Knowledge Graph Builder App

This application is designed to convert PDF documents into a knowledge graph stored in Neo4j. It utilizes the power of OpenAI's GPT/Diffbot LLM(Large language model) to extract nodes, relationships and properties from the text content of the PDF and then organizes them into a structured knowledge graph using Langchain framework. Files can be uploaded from local machine or S3 bucket and then LLM model can be chosen to create the knowledge graph.

Getting started

⚠️ You will need to have a Neo4j Database V5.15 or later with APOC installed to use this Knowledge Graph Builder.
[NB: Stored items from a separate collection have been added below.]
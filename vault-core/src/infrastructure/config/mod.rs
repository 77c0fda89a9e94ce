//! Environment-driven configuration.

use std::path::PathBuf;

pub const LISTEN_ADDR_ENV: &str = "VAULT_LISTEN_ADDR";
pub const AUTH_TOKEN_ENV: &str = "VAULT_AUTH_TOKEN";
pub const DATA_DIR_ENV: &str = "VAULT_DATA_DIR";
pub const RATE_LIMIT_RPS_ENV: &str = "VAULT_RATE_LIMIT_RPS";
pub const AUDIT_BUFFER_ENV: &str = "VAULT_AUDIT_BUFFER";
pub const TLS_CERT_ENV: &str = "VAULT_TLS_CERT";
pub const TLS_KEY_ENV: &str = "VAULT_TLS_KEY";

/// Name of the store file inside the data directory.
pub const STORE_FILE_NAME: &str = "keys.json";

#[derive(Clone, Debug)]
pub struct VaultConfig {
    pub listen_addr: String,
    pub auth_token: String,
    /// Empty means memory-only; otherwise the persistent store lives at
    /// `<data_dir>/keys.json`.
    pub data_dir: String,
    pub rate_limit_rps: u32,
    pub audit_buffer: usize,
    pub tls_cert: Option<PathBuf>,
    pub tls_key: Option<PathBuf>,
}

impl VaultConfig {
    pub fn from_env() -> Self {
        Self {
            listen_addr: env_or(LISTEN_ADDR_ENV, "0.0.0.0:50051"),
            auth_token: env_or(AUTH_TOKEN_ENV, "dev-token"),
            data_dir: env_or(DATA_DIR_ENV, ""),
            rate_limit_rps: env_parsed(RATE_LIMIT_RPS_ENV, 100),
            audit_buffer: env_parsed(AUDIT_BUFFER_ENV, 1024),
            tls_cert: env_path(TLS_CERT_ENV),
            tls_key: env_path(TLS_KEY_ENV),
        }
    }

    /// Path of the persistent store file, or `None` for memory-only mode.
    pub fn store_path(&self) -> Option<PathBuf> {
        if self.data_dir.is_empty() {
            None
        } else {
            Some(PathBuf::from(&self.data_dir).join(STORE_FILE_NAME))
        }
    }
}

impl Default for VaultConfig {
    fn default() -> Self {
        Self {
            listen_addr: "0.0.0.0:50051".to_string(),
            auth_token: "dev-token".to_string(),
            data_dir: String::new(),
            rate_limit_rps: 100,
            audit_buffer: 1024,
            tls_cert: None,
            tls_key: None,
        }
    }
}

fn env_or(key: &str, fallback: &str) -> String {
    match std::env::var(key) {
        Ok(value) if !value.trim().is_empty() => value.trim().to_string(),
        _ => fallback.to_string(),
    }
}

fn env_parsed<T: std::str::FromStr + Copy>(key: &str, fallback: T) -> T {
    match std::env::var(key) {
        Ok(value) => value.trim().parse().unwrap_or(fallback),
        Err(_) => fallback,
    }
}

fn env_path(key: &str) -> Option<PathBuf> {
    std::env::var(key).ok().and_then(|value| {
        let trimmed = value.trim();
        if trimmed.is_empty() {
            None
        } else {
            Some(PathBuf::from(trimmed))
        }
    })
}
You can use any Neo4j Aura database (including the free database) If you are using Neo4j Desktop, you will not be able to use the docker-compose but will have to follow the separate deployment of backend and frontend section. ⚠️

Deploy locally

Running through docker-compose

By default only OpenAI and Diffbot are enabled since Gemini requires extra GCP configurations.
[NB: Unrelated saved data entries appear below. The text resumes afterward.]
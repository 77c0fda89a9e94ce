//! Cryptographic primitives: ECDSA over the NIST curves, AES-256-GCM with
//! prepended nonce, and HKDF-SHA256 derivation.

pub mod aead;
pub mod ecdsa;
pub mod kdf;

pub use aead::{decrypt_aes_gcm, encrypt_aes_gcm, generate_aes_key, AES_KEY_SIZE, GCM_NONCE_SIZE};
pub use ecdsa::{EcdsaKeyPair, EcdsaPublicKey};
pub use kdf::{derive_key, derive_symmetric_key, MAX_DERIVED_LENGTH, SYMMETRIC_KEY_CONTEXT};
In your root folder, create a .env file with your OPENAI and DIFFBOT keys (if you want to use both):

OPENAI_API_KEY="your-openai-key"
DIFFBOT_API_KEY="your-diffbot-key"

if you only want OpenAI:

LLM_MODELS="OpenAI GPT 3.5,OpenAI GPT 4o"
OPENAI_API_KEY="your-openai-key"

if you only want Diffbot:

LLM_MODELS="Diffbot"
DIFFBOT_API_KEY="your-diffbot-key"

You can then run Docker Compose to build and start all components:

docker-compose up --build

Additional configs

By default, the input sources will be: Local files, Youtube, Wikipedia and AWS S3. As this default config is applied:

REACT_APP_SOURCES="local,youtube,wiki,s3"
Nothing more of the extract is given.